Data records

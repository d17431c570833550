//! Error types for calstep

use std::path::PathBuf;
use thiserror::Error;

/// Result type alias using StepError
pub type Result<T> = std::result::Result<T, StepError>;

/// Main error type for step operations
#[derive(Debug, Error)]
pub enum StepError {
    /// Step input errors
    #[error(transparent)]
    Input(#[from] InputError),

    /// External tool errors
    #[error(transparent)]
    Tool(#[from] ToolError),

    /// IO errors
    #[error("IO error: {0}")]
    Io(#[from] std::io::Error),

    /// Generic errors
    #[error("{0}")]
    Other(String),
}

/// Step input errors
#[derive(Debug, Error)]
pub enum InputError {
    /// No APK path was provided
    #[error("no apk_path input specified")]
    MissingApk,

    /// APK does not exist on disk
    #[error("apk not found at: {0}")]
    ApkNotFound(PathBuf),

    /// No features directory was provided
    #[error("no features directory specified")]
    MissingFeatures,

    /// Features directory does not exist on disk
    #[error("features directory not found at: {0}")]
    FeaturesNotFound(PathBuf),

    /// Boolean-like input with an unrecognized literal
    #[error("invalid value for boolean input: \"{0}\"")]
    InvalidBool(String),

    /// Home directory could not be resolved
    #[error("could not determine the user home directory")]
    NoHomeDir,
}

/// External tool errors
#[derive(Debug, Error)]
pub enum ToolError {
    /// Required executable is not on PATH
    #[error("'{tool}' not found on PATH - {hint}")]
    NotFound { tool: String, hint: String },

    /// The process could not be spawned
    #[error("failed to run '{command}': {reason}")]
    SpawnFailed { command: String, reason: String },

    /// The process exited with a nonzero status
    #[error("'{command}' failed{}", exit_suffix(.code))]
    NonZeroExit { command: String, code: Option<i32> },

    /// The process outlived its deadline
    #[error("'{command}' timed out after {seconds}s")]
    TimedOut { command: String, seconds: u64 },

    /// Unrecognized Ruby installation
    #[error("unknown ruby installation type (tried system, homebrew, rvm, rbenv)")]
    UnknownRuby,

    /// keytool keystore generation failed
    #[error("failed to generate debug keystore: {0}")]
    KeystoreGeneration(String),
}

fn exit_suffix(code: &Option<i32>) -> String {
    match *code {
        Some(code) => format!(" with exit code {}", code),
        None => String::from(" (terminated by signal)"),
    }
}

impl StepError {
    /// Create a new "other" error with a message
    pub fn other<S: Into<String>>(msg: S) -> Self {
        Self::Other(msg.into())
    }
}

#[cfg(test)]
mod tests {
    use super::*;

    #[test]
    fn test_nonzero_exit_message() {
        let err = ToolError::NonZeroExit {
            command: "calabash-android run app.apk".to_string(),
            code: Some(1),
        };
        assert_eq!(
            err.to_string(),
            "'calabash-android run app.apk' failed with exit code 1"
        );

        let err = ToolError::NonZeroExit {
            command: "keytool".to_string(),
            code: None,
        };
        assert!(err.to_string().ends_with("(terminated by signal)"));
    }

    #[test]
    fn test_input_error_display() {
        let err = InputError::ApkNotFound(PathBuf::from("/tmp/app.apk"));
        assert_eq!(err.to_string(), "apk not found at: /tmp/app.apk");
    }
}
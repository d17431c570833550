//! CLI command implementations

mod run;
mod run_local;

pub use run::RunCommand;
pub use run_local::RunLocalCommand;
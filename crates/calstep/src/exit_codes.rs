//! Exit codes for the CLI

#![allow(dead_code)]

use calstep_core::{InputError, StepError, ToolError};

/// Success
pub const SUCCESS: i32 = 0;

/// General error
pub const ERROR: i32 = 1;

/// Step input error (missing/nonexistent path, invalid boolean)
pub const INPUT_ERROR: i32 = 2;

/// An external tool could not be run
pub const TOOL_ERROR: i32 = 3;

/// The calabash-android test run failed or timed out
pub const TEST_FAILED: i32 = 4;

/// Map an error from the step pipeline to an exit code.
pub fn for_error(err: &anyhow::Error) -> i32 {
    if let Some(step) = err.downcast_ref::<StepError>() {
        return match step {
            StepError::Input(input) => for_input(input),
            StepError::Tool(tool) => for_tool(tool),
            _ => ERROR,
        };
    }
    if let Some(input) = err.downcast_ref::<InputError>() {
        return for_input(input);
    }
    if let Some(tool) = err.downcast_ref::<ToolError>() {
        return for_tool(tool);
    }
    ERROR
}

fn for_input(_err: &InputError) -> i32 {
    INPUT_ERROR
}

fn for_tool(err: &ToolError) -> i32 {
    match err {
        ToolError::NonZeroExit { .. } | ToolError::TimedOut { .. } => TEST_FAILED,
        _ => TOOL_ERROR,
    }
}

#[cfg(test)]
mod tests {
    use super::*;
    use calstep_core::InputError;

    #[test]
    fn test_input_errors_map_to_input_code() {
        let err = anyhow::Error::from(StepError::Input(InputError::MissingApk));
        assert_eq!(for_error(&err), INPUT_ERROR);
    }

    #[test]
    fn test_nonzero_exit_maps_to_test_failed() {
        let err = anyhow::Error::from(StepError::Tool(ToolError::NonZeroExit {
            command: "calabash-android run app.apk".to_string(),
            code: Some(1),
        }));
        assert_eq!(for_error(&err), TEST_FAILED);
    }

    #[test]
    fn test_unknown_errors_map_to_general_code() {
        let err = anyhow::anyhow!("boom");
        assert_eq!(for_error(&err), ERROR);
    }
}
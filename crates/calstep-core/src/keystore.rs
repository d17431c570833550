//! Debug keystore provisioning
//!
//! Calabash resigns the APK with the user's debug keystore. The step looks in
//! the standard Android location first, then the Xamarin location, and
//! generates a fresh keystore with `keytool` when neither exists.

use std::path::{Path, PathBuf};

use tracing::{debug, info, warn};

use crate::command::ExternalCommand;
use crate::error::{InputError, Result, ToolError};

const DEBUG_ALIAS: &str = "androiddebugkey";
const DEBUG_PASSWORD: &str = "android";
const DEBUG_DNAME: &str = "CN=Android Debug,O=Android,C=US";

/// Candidate keystore locations under the user home, in lookup order.
pub fn candidates(home: &Path) -> [PathBuf; 2] {
    [
        home.join(".android").join("debug.keystore"),
        home.join(".local")
            .join("share")
            .join("Mono for Android")
            .join("debug.keystore"),
    ]
}

/// The path a generated keystore lands at.
pub fn default_path(home: &Path) -> PathBuf {
    home.join(".android").join("debug.keystore")
}

/// The keytool argv used to generate a debug keystore at `keystore`.
pub fn keytool_args(keystore: &Path) -> Vec<String> {
    [
        "-genkey",
        "-v",
        "-keystore",
        &keystore.to_string_lossy(),
        "-alias",
        DEBUG_ALIAS,
        "-storepass",
        DEBUG_PASSWORD,
        "-keypass",
        DEBUG_PASSWORD,
        "-keyalg",
        "RSA",
        "-keysize",
        "2048",
        "-validity",
        "10000",
        "-dname",
        DEBUG_DNAME,
    ]
    .iter()
    .map(|s| s.to_string())
    .collect()
}

/// Find an existing debug keystore, or `None` when one must be generated.
pub fn locate(home: &Path) -> Option<PathBuf> {
    for candidate in candidates(home) {
        if candidate.exists() {
            debug!(keystore = %candidate.display(), "found debug keystore");
            return Some(candidate);
        }
        warn!(keystore = %candidate.display(), "debug keystore not found");
    }
    None
}

/// Return an existing debug keystore path, generating one with keytool when
/// no candidate exists. Generation runs at most once.
pub fn locate_or_generate(home: &Path) -> Result<PathBuf> {
    locate_or_generate_with(home, "keytool")
}

/// [`locate_or_generate`] with an explicit keytool executable. Tests
/// substitute a stub here.
pub fn locate_or_generate_with(home: &Path, keytool: &str) -> Result<PathBuf> {
    if let Some(existing) = locate(home) {
        return Ok(existing);
    }

    if which::which(keytool).is_err() {
        return Err(ToolError::NotFound {
            tool: keytool.to_string(),
            hint: "install a JDK to get keytool".to_string(),
        }
        .into());
    }

    let keystore = default_path(home);
    if let Some(parent) = keystore.parent() {
        std::fs::create_dir_all(parent)?;
    }

    info!(keystore = %keystore.display(), "generating debug keystore");
    let cmd = ExternalCommand::new(keytool).args(keytool_args(&keystore));
    tracing::debug!(command = %cmd.printable(), "keytool invocation");

    cmd.run()
        .map_err(|e| ToolError::KeystoreGeneration(e.to_string()))?;

    Ok(keystore)
}

/// [`locate_or_generate`] against the current user's home directory.
pub fn provision() -> Result<PathBuf> {
    let home = dirs::home_dir().ok_or(InputError::NoHomeDir)?;
    locate_or_generate(&home)
}
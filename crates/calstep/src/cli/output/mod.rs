//! Output formatting utilities

use console::style;

/// Print a success message
pub fn success(message: &str) {
    println!("{} {}", style("✓").green().bold(), message);
}

/// Print an error message
pub fn error(message: &str) {
    eprintln!("{} {}", style("✗").red().bold(), message);
}

/// Print a warning message
pub fn warning(message: &str) {
    println!("{} {}", style("!").yellow().bold(), message);
}

/// Print an info message
pub fn info(message: &str) {
    println!("{} {}", style("→").blue(), message);
}

/// Create a styled header
pub fn header(text: &str) -> String {
    style(text).bold().to_string()
}

/// Create a styled key-value line
pub fn key_value(key: &str, value: &str) -> String {
    format!("  {}: {}", style(key).dim(), value)
}
//! Gemfile.lock parsing
//!
//! When the step is given a Gemfile, the sibling Gemfile.lock may pin
//! `calabash-android`. The pinned version wins over "latest" and switches the
//! step to running the tools under `bundle exec`.

use std::path::Path;

use regex::Regex;

use crate::error::{Result, StepError};

/// Extract the pinned calabash-android version from Gemfile.lock content.
///
/// Only the `specs:` section is considered; the section ends at the first
/// blank line.
pub fn calabash_version(content: &str) -> Option<String> {
    let mut relevant = Vec::new();
    let mut in_specs = false;

    for line in content.lines() {
        if line.contains("specs:") {
            in_specs = true;
        }

        if line.trim().is_empty() {
            break;
        }

        if in_specs {
            relevant.push(line);
        }
    }

    let exp = Regex::new(r"calabash-android \((.+)\)").ok()?;
    for line in relevant {
        if let Some(captures) = exp.captures(line) {
            return Some(captures[1].to_string());
        }
    }

    None
}

/// Read a Gemfile.lock and extract the pinned calabash-android version.
pub fn calabash_version_from_file(path: &Path) -> Result<Option<String>> {
    let content = std::fs::read_to_string(path)
        .map_err(|e| StepError::other(format!("failed to read {}: {}", path.display(), e)))?;
    Ok(calabash_version(&content))
}
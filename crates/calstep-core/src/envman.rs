//! Result reporting via envman
//!
//! The host CI platform persists environment variables between pipeline steps
//! with the external `envman` tool. The test result key is only ever written
//! on the success path; failures are communicated through the exit status.

use tracing::{debug, warn};

use crate::command::ExternalCommand;
use crate::error::Result;

/// The key consumed by downstream steps.
pub const TEST_RESULT_KEY: &str = "BITRISE_XAMARIN_TEST_RESULT";

/// Reports step outputs through `envman`.
pub struct Reporter {
    program: String,
}

impl Reporter {
    /// Create a reporter using `envman` from PATH.
    pub fn new() -> Self {
        Self {
            program: "envman".to_string(),
        }
    }

    /// Override the envman executable. Used by tests to substitute a stub.
    pub fn with_program(program: impl Into<String>) -> Self {
        Self {
            program: program.into(),
        }
    }

    /// Export a single key/value pair. The value is piped via stdin so
    /// multi-line values survive.
    pub fn export(&self, key: &str, value: &str) -> Result<()> {
        debug!(key, value, "exporting environment variable");
        ExternalCommand::new(&self.program)
            .args(["add", "--key", key])
            .stdin(value)
            .run()
    }

    /// Write the success marker. A missing or failing envman degrades to a
    /// warning: the test result itself already stands at this point.
    pub fn report_succeeded(&self) {
        if which::which(&self.program).is_err() {
            warn!(
                key = TEST_RESULT_KEY,
                "envman not found on PATH, skipping result export"
            );
            return;
        }

        if let Err(e) = self.export(TEST_RESULT_KEY, "succeeded") {
            warn!(key = TEST_RESULT_KEY, error = %e, "failed to export test result");
        }
    }
}

impl Default for Reporter {
    fn default() -> Self {
        Self::new()
    }
}

#[cfg(test)]
mod tests {
    use super::*;
    #[cfg(unix)]
    use std::os::unix::fs::PermissionsExt;
    #[cfg(unix)]
    use tempfile::TempDir;

    /// Write a stub executable that records its argv and stdin to a file.
    #[cfg(unix)]
    fn write_stub(dir: &std::path::Path, log: &std::path::Path) -> std::path::PathBuf {
        let stub = dir.join("envman-stub");
        let script = format!(
            "#!/bin/sh\necho \"$@\" >> {log}\ncat >> {log}\nexit 0\n",
            log = log.display()
        );
        std::fs::write(&stub, script).unwrap();
        std::fs::set_permissions(&stub, std::fs::Permissions::from_mode(0o755)).unwrap();
        stub
    }

    #[cfg(unix)]
    #[test]
    fn test_export_pipes_value_via_stdin() {
        let temp = TempDir::new().unwrap();
        let log = temp.path().join("calls.log");
        let stub = write_stub(temp.path(), &log);

        let reporter = Reporter::with_program(stub.to_string_lossy());
        reporter.export(TEST_RESULT_KEY, "succeeded").unwrap();

        let recorded = std::fs::read_to_string(&log).unwrap();
        assert!(recorded.contains("add --key BITRISE_XAMARIN_TEST_RESULT"));
        assert!(recorded.contains("succeeded"));
    }

    #[cfg(unix)]
    #[test]
    fn test_export_propagates_nonzero_exit() {
        let temp = TempDir::new().unwrap();
        let stub = temp.path().join("envman-fail");
        std::fs::write(&stub, "#!/bin/sh\nexit 3\n").unwrap();
        std::fs::set_permissions(&stub, std::fs::Permissions::from_mode(0o755)).unwrap();

        let reporter = Reporter::with_program(stub.to_string_lossy());
        assert!(reporter.export("KEY", "value").is_err());
    }
}
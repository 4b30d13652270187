//! Application telemetry events and sinks.
//!
//! The review client records one event per completed API request so slow or
//! failing endpoints can be spotted while debugging. Nothing is transmitted;
//! the stderr sink writes JSON lines that can be redirected to a file.

use std::io;

use serde::{Deserialize, Serialize};

/// A structured telemetry event emitted by the review client.
#[derive(Debug, Clone, PartialEq, Eq, Serialize, Deserialize)]
#[serde(tag = "type", rename_all = "snake_case")]
pub enum TelemetryEvent {
    /// Records the outcome of one review API request.
    RequestCompleted {
        /// Operation label, e.g. `add_comment`.
        operation: String,
        /// Wall-clock time from issuing the request to receiving the outcome.
        latency_ms: u64,
        /// Whether the request succeeded.
        success: bool,
    },
}

/// A sink that can record telemetry events.
pub trait TelemetrySink: Send + Sync {
    /// Records a telemetry event.
    fn record(&self, event: TelemetryEvent);
}

/// Telemetry sink that drops all events.
#[derive(Debug, Default, Clone, Copy)]
pub struct NoopTelemetrySink;

impl TelemetrySink for NoopTelemetrySink {
    fn record(&self, _event: TelemetryEvent) {}
}

/// Records telemetry events to stderr as JSON lines (JSONL).
#[derive(Debug, Default)]
pub struct StderrJsonlTelemetrySink;

impl TelemetrySink for StderrJsonlTelemetrySink {
    fn record(&self, event: TelemetryEvent) {
        let Ok(serialised) = serde_json::to_string(&event) else {
            return;
        };

        let _ignored = writeln_stderr(&serialised);
    }
}

fn writeln_stderr(message: &str) -> io::Result<()> {
    use io::Write;

    let mut stderr = io::stderr().lock();
    writeln!(stderr, "{message}")
}

/// Sinks for asserting on telemetry in tests.
#[cfg(any(test, feature = "test-support"))]
pub mod test_support {
    use std::sync::Mutex;

    use super::{TelemetryEvent, TelemetrySink};

    /// Sink that keeps every recorded event in memory.
    #[derive(Debug, Default)]
    pub struct RecordingTelemetrySink {
        events: Mutex<Vec<TelemetryEvent>>,
    }

    impl RecordingTelemetrySink {
        /// Returns a copy of all events recorded so far.
        #[must_use]
        pub fn events(&self) -> Vec<TelemetryEvent> {
            self.events
                .lock()
                .map(|events| events.clone())
                .unwrap_or_default()
        }
    }

    impl TelemetrySink for RecordingTelemetrySink {
        fn record(&self, event: TelemetryEvent) {
            if let Ok(mut events) = self.events.lock() {
                events.push(event);
            }
        }
    }
}
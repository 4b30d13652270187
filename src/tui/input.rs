//! Input handling for the TUI application.
//!
//! This module provides key-to-message mapping for translating terminal key
//! events into application messages. The same key means different things
//! depending on whether the user is browsing or typing into an input.

use bubbletea_rs::event::KeyMsg;
use crossterm::event::{KeyCode, KeyModifiers};

use super::messages::AppMsg;

/// Which part of the view currently receives key presses.
#[derive(Debug, Clone, Copy, PartialEq, Eq)]
pub enum InputContext {
    /// Loading placeholder or error view; only reload, help, and quit apply.
    Status,
    /// Moving over comments, rating, and triggering actions.
    Browse,
    /// Typing into the new-comment input.
    Composing,
    /// Typing into the edit buffer of an existing comment.
    Editing,
}

/// Maps a key event to an application message for the given context.
///
/// Returns `None` for unrecognised key events, allowing them to be ignored.
#[must_use]
pub fn map_key_to_message(key: &KeyMsg, context: InputContext) -> Option<AppMsg> {
    if is_interrupt(key) {
        return Some(AppMsg::Quit);
    }

    match context {
        InputContext::Status => map_status_key(key.key),
        InputContext::Browse => map_browse_key(key.key),
        InputContext::Composing => map_compose_key(key.key),
        InputContext::Editing => map_edit_key(key.key),
    }
}

fn is_interrupt(key: &KeyMsg) -> bool {
    key.modifiers.contains(KeyModifiers::CONTROL) && key.key == KeyCode::Char('c')
}

const fn map_status_key(code: KeyCode) -> Option<AppMsg> {
    match code {
        KeyCode::Char('q') => Some(AppMsg::Quit),
        KeyCode::Char('r' | 'R') => Some(AppMsg::ReloadRequested),
        KeyCode::Char('?') => Some(AppMsg::ToggleHelp),
        _ => None,
    }
}

fn map_browse_key(code: KeyCode) -> Option<AppMsg> {
    match code {
        KeyCode::Char('q') => Some(AppMsg::Quit),
        KeyCode::Char('j') | KeyCode::Down => Some(AppMsg::CursorDown),
        KeyCode::Char('k') | KeyCode::Up => Some(AppMsg::CursorUp),
        KeyCode::Char('c' | 'a') | KeyCode::Enter => Some(AppMsg::StartComposing),
        KeyCode::Char('e') => Some(AppMsg::EditSelected),
        KeyCode::Char('d') | KeyCode::Delete => Some(AppMsg::DeleteSelected),
        KeyCode::Char('s') => Some(AppMsg::SubmitRating),
        KeyCode::Char('R') => Some(AppMsg::ReloadRequested),
        KeyCode::Char('?') => Some(AppMsg::ToggleHelp),
        KeyCode::Char(digit @ '0'..='5') => digit
            .to_digit(10)
            .and_then(|value| u8::try_from(value).ok())
            .map(AppMsg::SelectRating),
        _ => None,
    }
}

const fn map_compose_key(code: KeyCode) -> Option<AppMsg> {
    match code {
        KeyCode::Enter => Some(AppMsg::SubmitComment),
        KeyCode::Esc => Some(AppMsg::StopComposing),
        KeyCode::Backspace => Some(AppMsg::ComposeBackspace),
        KeyCode::Char(character) => Some(AppMsg::ComposeInsertChar(character)),
        _ => None,
    }
}

const fn map_edit_key(code: KeyCode) -> Option<AppMsg> {
    match code {
        KeyCode::Enter => Some(AppMsg::CommitEdit),
        KeyCode::Esc => Some(AppMsg::CancelEdit),
        KeyCode::Backspace => Some(AppMsg::EditBackspace),
        KeyCode::Char(character) => Some(AppMsg::EditInsertChar(character)),
        _ => None,
    }
}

- **Task to complete**
Output the lines above exactly, but only those between the line holding "Gemfile.lock may pin" and the line holding "use regex::Regex;", inclusive.

- **Result for this exercise**
//! When the step is given a Gemfile, the sibling Gemfile.lock may pin
//! `calabash-android`. The pinned version wins over "latest" and switches the
//! step to running the tools under `bundle exec`.

use std::path::Path;

use regex::Regex;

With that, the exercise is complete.